Le maire était déjà debout quand le sergent arriva, et il allait et venait dans la maison, l’air soucieux.

Il parut encore plus soucieux à la vue du sergent. « Qu’est-ce qu’elle a fait cette fois ? demanda-t-il.

— Monsieur ? » fit le représentant de l’ordre. Le ton de son « monsieur » signifiait « de quoi vous parlez ? ».

« Malicia n’est pas rentrée de la nuit, répondit le maire.

— Vous pensez que quelque chose a pu lui arriver, monsieur ?

— Non, je pense qu’elle a pu arriver à quelqu’un, mon vieux ! Vous vous rappelez le mois dernier ? Quand elle a retrouvé le mystérieux cavalier sans tête ?

— Ben, vous devez reconnaître que c’était un cavalier, monsieur.

— C’est vrai. Mais c’était aussi un petit bonhomme avec un très haut col. Et c’était le percepteur en chef de Mintz. Je reçois encore des lettres officielles pour cette histoire ! Les percepteurs, en principe, n’aiment pas que de jeunes filles leur tombent dessus du haut des arbres ! Puis, en septembre, il y a eu l’affaire du… du…

— Le mystère du moulin du contrebandier, monsieur, dit le sergent en roulant des yeux.

— Qui se réduisait à monsieur Vogel, le secrétaire de mairie, et à madame Schuman, la femme du cordonnier, qui se trouvaient là uniquement à cause de leur goût commun pour l’étude des mœurs du chat-huant…

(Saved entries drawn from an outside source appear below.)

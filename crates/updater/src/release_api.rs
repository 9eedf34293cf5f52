use std::sync::Arc;
use std::time::Duration;

use serde::Deserialize;

use crate::error::Result;
use crate::fetcher::HttpFetcher;
use crate::release::{select_asset, AssetFilter, Release, ReleaseAsset, RepositoryCoordinates};

#[derive(Debug, Deserialize)]
struct ApiRoot {
    repository_url: String,
}

#[derive(Debug, Deserialize)]
struct RepositoryResource {
    releases_url: String,
}

/// Client for the public release-hosting API.
///
/// Discovery walks the API the way a browser would: the root document names
/// the repository URL template, the repository names the releases URL
/// template. Each hop is a separate timed fetch and feeds the next one.
#[derive(Clone)]
pub struct ReleaseApi {
    fetcher: Arc<dyn HttpFetcher>,
    api_root: String,
    timeout: Duration,
}

impl ReleaseApi {
    pub fn new(fetcher: Arc<dyn HttpFetcher>, api_root: impl Into<String>, timeout: Duration) -> Self {
        Self {
            fetcher,
            api_root: api_root.into(),
            timeout,
        }
    }

    /// All releases of the repository, most recent first.
    pub async fn releases(&self, coords: &RepositoryCoordinates) -> Result<Vec<Release>> {
        let root: ApiRoot = self
            .fetcher
            .fetch(&self.api_root, self.timeout)
            .await?
            .decode(&self.api_root)?;

        let repository_url = root
            .repository_url
            .replace("{owner}", &coords.owner)
            .replace("{repo}", &coords.repo);
        let repository: RepositoryResource = self
            .fetcher
            .fetch(&repository_url, self.timeout)
            .await?
            .decode(&repository_url)?;

        let releases_url = repository.releases_url.replace("{/id}", "");
        self.fetcher
            .fetch(&releases_url, self.timeout)
            .await?
            .decode(&releases_url)
    }

    pub async fn latest_release(&self, coords: &RepositoryCoordinates) -> Result<Option<Release>> {
        Ok(self.releases(coords).await?.into_iter().next())
    }

    /// Assets of the most recent release; empty when there is no release.
    pub async fn latest_assets(&self, coords: &RepositoryCoordinates) -> Result<Vec<ReleaseAsset>> {
        Ok(self
            .latest_release(coords)
            .await?
            .map(|release| release.assets)
            .unwrap_or_default())
    }

    /// Newest asset of the latest release matching `filter`.
    pub async fn resolve_asset(
        &self,
        coords: &RepositoryCoordinates,
        filter: &AssetFilter,
    ) -> Result<ReleaseAsset> {
        let assets = self.latest_assets(coords).await?;
        select_asset(&assets, filter)
            .cloned()
            .ok_or_else(|| filter.not_found())
    }
}

#[cfg(test)]
mod tests {
    use super::*;
    use crate::error::UpdaterError;
    use crate::fetcher::FetchedBody;
    use async_trait::async_trait;
    use serde_json::json;
    use std::collections::HashMap;
    use std::sync::Mutex;

    struct MockFetcher {
        entries: HashMap<String, FetchedBody>,
        calls: Mutex<Vec<String>>,
    }

    impl MockFetcher {
        fn new() -> Self {
            Self {
                entries: HashMap::new(),
                calls: Mutex::new(Vec::new()),
            }
        }

        fn insert(&mut self, url: &str, body: FetchedBody) {
            self.entries.insert(url.to_string(), body);
        }
    }

    #[async_trait]
    impl HttpFetcher for MockFetcher {
        async fn fetch(&self, url: &str, _timeout: Duration) -> Result<FetchedBody> {
            self.calls.lock().unwrap().push(url.to_string());
            self.entries
                .get(url)
                .cloned()
                .ok_or_else(|| UpdaterError::Other(format!("unknown url in mock fetcher: {url}")))
        }
    }

    fn coords() -> RepositoryCoordinates {
        RepositoryCoordinates::parse("git+https://github.com/acme/launcher.git").unwrap()
    }

    fn populated() -> MockFetcher {
        let mut fetcher = MockFetcher::new();
        fetcher.insert(
            "https://api.test",
            FetchedBody::Json(json!({
                "repository_url": "https://api.test/repos/{owner}/{repo}"
            })),
        );
        fetcher.insert(
            "https://api.test/repos/acme/launcher",
            FetchedBody::Json(json!({
                "releases_url": "https://api.test/repos/acme/launcher/releases{/id}"
            })),
        );
        fetcher.insert(
            "https://api.test/repos/acme/launcher/releases",
            FetchedBody::Json(json!([
                {
                    "tag_name": "v2.0.0",
                    "assets": [
                        {"name": "launcher-linux-old.AppImage", "browser_download_url": "https://dl.test/old", "created_at": "2024-01-01T00:00:00Z"},
                        {"name": "launcher-linux-new.AppImage", "browser_download_url": "https://dl.test/new", "created_at": "2024-02-01T00:00:00Z"}
                    ]
                },
                {
                    "tag_name": "v1.0.0",
                    "assets": [
                        {"name": "launcher-linux-newest.AppImage", "browser_download_url": "https://dl.test/v1", "created_at": "2025-01-01T00:00:00Z"}
                    ]
                }
            ])),
        );
        fetcher
    }

    #[tokio::test]
    async fn walks_discovery_documents_in_order() {
        let fetcher = Arc::new(populated());
        let api = ReleaseApi::new(fetcher.clone(), "https://api.test", Duration::from_secs(1));

        let asset = api
            .resolve_asset(&coords(), &AssetFilter::new("linux", ".appimage"))
            .await
            .expect("asset resolves");

        assert_eq!(asset.download_url, "https://dl.test/new");
        assert_eq!(
            *fetcher.calls.lock().unwrap(),
            vec![
                "https://api.test".to_string(),
                "https://api.test/repos/acme/launcher".to_string(),
                "https://api.test/repos/acme/launcher/releases".to_string(),
            ]
        );
    }

    #[tokio::test]
    async fn only_the_first_release_is_consulted() {
        let api = ReleaseApi::new(Arc::new(populated()), "https://api.test", Duration::from_secs(1));
        let release = api.latest_release(&coords()).await.unwrap().unwrap();
        assert_eq!(release.tag_name.as_deref(), Some("v2.0.0"));
    }

    #[tokio::test]
    async fn missing_asset_is_reported() {
        let api = ReleaseApi::new(Arc::new(populated()), "https://api.test", Duration::from_secs(1));
        let err = api
            .resolve_asset(&coords(), &AssetFilter::new("mac", ".dmg"))
            .await
            .unwrap_err();
        assert!(matches!(err, UpdaterError::NoAssetFound { .. }));
    }

    #[tokio::test]
    async fn a_failed_hop_stops_the_walk() {
        let mut fetcher = MockFetcher::new();
        fetcher.insert(
            "https://api.test",
            FetchedBody::Json(json!({"repository_url": "https://api.test/repos/{owner}/{repo}"})),
        );
        let fetcher = Arc::new(fetcher);
        let api = ReleaseApi::new(fetcher.clone(), "https://api.test", Duration::from_secs(1));

        assert!(api.latest_assets(&coords()).await.is_err());
        assert_eq!(fetcher.calls.lock().unwrap().len(), 2);
    }

    #[tokio::test]
    async fn root_without_template_is_a_decode_error() {
        let mut fetcher = MockFetcher::new();
        fetcher.insert(
            "https://api.test",
            FetchedBody::Json(json!({"message": "API rate limit exceeded"})),
        );
        let api = ReleaseApi::new(Arc::new(fetcher), "https://api.test", Duration::from_secs(1));
        assert!(matches!(
            api.latest_assets(&coords()).await,
            Err(UpdaterError::Decode { .. })
        ));
    }

    #[tokio::test]
    async fn empty_release_list_has_no_assets() {
        let mut fetcher = populated();
        fetcher.insert(
            "https://api.test/repos/acme/launcher/releases",
            FetchedBody::Json(json!([])),
        );
        let api = ReleaseApi::new(Arc::new(fetcher), "https://api.test", Duration::from_secs(1));
        assert!(api.latest_assets(&coords()).await.unwrap().is_empty());
    }
}
//! Terminal stand-in for the splash window.

use std::io::BufRead;
use std::path::Path;
use std::process::Command;

use splash_updater::{EventSender, LauncherEvent, LauncherHost, Platform, ReleaseAsset, UpdaterError};
use tracing::{debug, error, info, warn};

/// Prints status lines and forwards terminal input as user actions.
pub struct ConsoleHost {
    main_command: Option<String>,
}

impl ConsoleHost {
    pub fn new(main_command: Option<String>) -> Self {
        Self { main_command }
    }
}

impl LauncherHost for ConsoleHost {
    fn set_status(&self, message: &str) {
        for line in message.lines() {
            println!("> {line}");
        }
    }

    fn show_progress(&self, visible: bool) {
        debug!(visible, "progress indicator toggled");
    }

    fn set_progress(&self, value: u64, max: u64) {
        if max == 0 {
            println!("  [  ?  ] {value} bytes");
            return;
        }
        let percent = (value.min(max) as f64 / max as f64) * 100.0;
        println!("  [{percent:>5.1}%] {value}/{max} bytes");
    }

    fn set_window_progress(&self, transferred: u64, total: u64) {
        debug!(transferred, total, "window progress");
    }

    fn set_window_progress_loading(&self) {
        debug!("window progress set to loading");
    }

    fn prompt_download(&self, asset: &ReleaseAsset) {
        println!("  {} is ready to download.", asset.name);
        println!("  Press Enter to open the download page.");
    }

    fn open_external(&self, url: &str) -> splash_updater::Result<()> {
        let (program, args): (&str, &[&str]) = match Platform::current() {
            Platform::Windows => ("cmd", &["/C", "start", ""]),
            Platform::MacOs => ("open", &[]),
            Platform::Linux => ("xdg-open", &[]),
        };
        info!(url, program, "opening download link");
        Command::new(program)
            .args(args)
            .arg(url)
            .spawn()
            .map_err(UpdaterError::Io)?;
        Ok(())
    }

    fn run_installer(&self, path: &Path) -> splash_updater::Result<()> {
        let child = Command::new(path).spawn().map_err(UpdaterError::Io)?;
        info!(pid = child.id(), installer = %path.display(), "installer started");
        Ok(())
    }

    fn open_main_window(&self) {
        let Some(command) = self.main_command.as_deref() else {
            info!("no main application command configured");
            return;
        };
        let mut parts = command.split_whitespace();
        let Some(program) = parts.next() else {
            warn!("main application command is empty");
            return;
        };
        match Command::new(program).args(parts).spawn() {
            Ok(child) => info!(pid = child.id(), program, "main application started"),
            Err(err) => error!(program, error = %err, "failed to start main application"),
        }
    }

    fn close_update_window(&self) {
        info!("update window closed");
    }

    fn open_dev_tools(&self) {
        info!("developer tools requested; run with --debug for verbose output");
    }
}

/// Map one terminal line to a user action: `devtools` opens the developer
/// tools, anything else accepts the download prompt.
fn user_action(line: &str) -> LauncherEvent {
    match line.trim() {
        "devtools" | "F12" => LauncherEvent::DevToolsRequested,
        _ => LauncherEvent::DownloadRequested,
    }
}

/// Forward terminal lines from `input` until it ends or the orchestrator
/// stops listening. Waits for room while a download floods the channel.
fn pump_user_input(input: impl BufRead, events: &EventSender) {
    for line in input.lines() {
        let Ok(line) = line else {
            break;
        };
        if events.blocking_send(user_action(&line)).is_err() {
            debug!("launcher stopped listening for user input");
            break;
        }
    }
}

/// Read stdin on a detached thread.
pub fn forward_user_input(events: EventSender) {
    std::thread::spawn(move || {
        let stdin = std::io::stdin();
        pump_user_input(stdin.lock(), &events);
    });
}
use std::path::PathBuf;

use tokio::sync::mpsc;
use tokio::sync::mpsc::error::TrySendError;

use crate::error::{Result, UpdaterError};
use crate::progress::ProgressSample;

const EVENT_CAPACITY: usize = 64;

/// Everything that can drive the orchestrator from outside: updater
/// notifications, user actions and keyboard shortcuts.
#[derive(Debug, Clone, PartialEq, Eq)]
pub enum LauncherEvent {
    UpdateAvailable,
    UpdateNotAvailable,
    /// The updater reported a failure; the text is shown to the user as is.
    UpdateError(String),
    DownloadProgress(ProgressSample),
    /// The native installer is on disk and takes over from here.
    NativeUpdateStaged(PathBuf),
    /// The user accepted the manual download prompt.
    DownloadRequested,
    DevToolsRequested,
}

/// Producer side of the launcher event channel. Cheap to clone.
#[derive(Clone, Debug)]
pub struct EventSender {
    tx: mpsc::Sender<LauncherEvent>,
}

impl EventSender {
    pub async fn send(&self, event: LauncherEvent) -> Result<()> {
        self.tx
            .send(event)
            .await
            .map_err(|_| UpdaterError::ChannelClosed)
    }

    /// Non-blocking send. A full channel is `ChannelFull` and leaves the
    /// channel usable; only a dropped inbox is `ChannelClosed`.
    pub fn try_send(&self, event: LauncherEvent) -> Result<()> {
        self.tx.try_send(event).map_err(|err| match err {
            TrySendError::Full(_) => UpdaterError::ChannelFull,
            TrySendError::Closed(_) => UpdaterError::ChannelClosed,
        })
    }

    /// Wait for room from a plain thread. Must not be called from inside the
    /// async runtime.
    pub fn blocking_send(&self, event: LauncherEvent) -> Result<()> {
        self.tx
            .blocking_send(event)
            .map_err(|_| UpdaterError::ChannelClosed)
    }

    pub fn is_closed(&self) -> bool {
        self.tx.is_closed()
    }
}

/// Consumer side, owned by the orchestrator alone.
#[derive(Debug)]
pub struct EventInbox {
    rx: mpsc::Receiver<LauncherEvent>,
}

impl EventInbox {
    pub async fn recv(&mut self) -> Option<LauncherEvent> {
        self.rx.recv().await
    }
}

/// Create the single inbound channel feeding the orchestrator.
pub fn launcher_channel() -> (EventSender, EventInbox) {
    let (tx, rx) = mpsc::channel(EVENT_CAPACITY);
    (EventSender { tx }, EventInbox { rx })
}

— … et monsieur Vogel n’avait plus son pantalon parce qu’il l’avait déchiré sur un clou… ajouta le sergent sans regarder le maire.

— … que madame Schuman lui raccommodait fort aimablement, dit le maire.

— Au clair de lune.

— Il se trouve qu’elle a une très bonne vue ! répliqua sèchement le maire. Et elle ne méritait pas d’être attachée et bâillonnée avec monsieur Vogel, qui a pris drôlement froid dans l’histoire ! J’ai reçu des plaintes de sa part à lui et de sa part à elle, ainsi que de madame Vogel et de monsieur Schuman, puis de monsieur Vogel après que monsieur Schuman est passé chez lui et l’a cogné avec une forme, et ensuite de madame Schuman après que madame Vogel l’a traitée de…

— Une forme de quoi, monsieur ?

— Comment ?

— L’a cogné avec une forme de quoi ?

— Une forme, mon vieux ! Une espèce de pied en bois dont se servent les cordonniers quand ils font des chaussures ! Les dieux seuls savent ce que fait Malicia, cette fois !

— J’imagine que vous le découvrirez quand on entendra du boucan, monsieur.

— Et qu’est-ce que vous me vouliez, sergent ?

— Le joueur de flûte est arrivé, monsieur. »

Le maire pâlit. « Déjà ? fit-il.

— Ouim’sieur. Il se rase à la fontaine.

— Où est ma chaîne officielle ? Ma robe officielle ? Mon chapeau officiel ? Vite, mon vieux, aidez-moi !

— Il m’a pas l’air de se raser très vite, monsieur, dit le sergent en suivant le maire hors de sa chambre au pas de course.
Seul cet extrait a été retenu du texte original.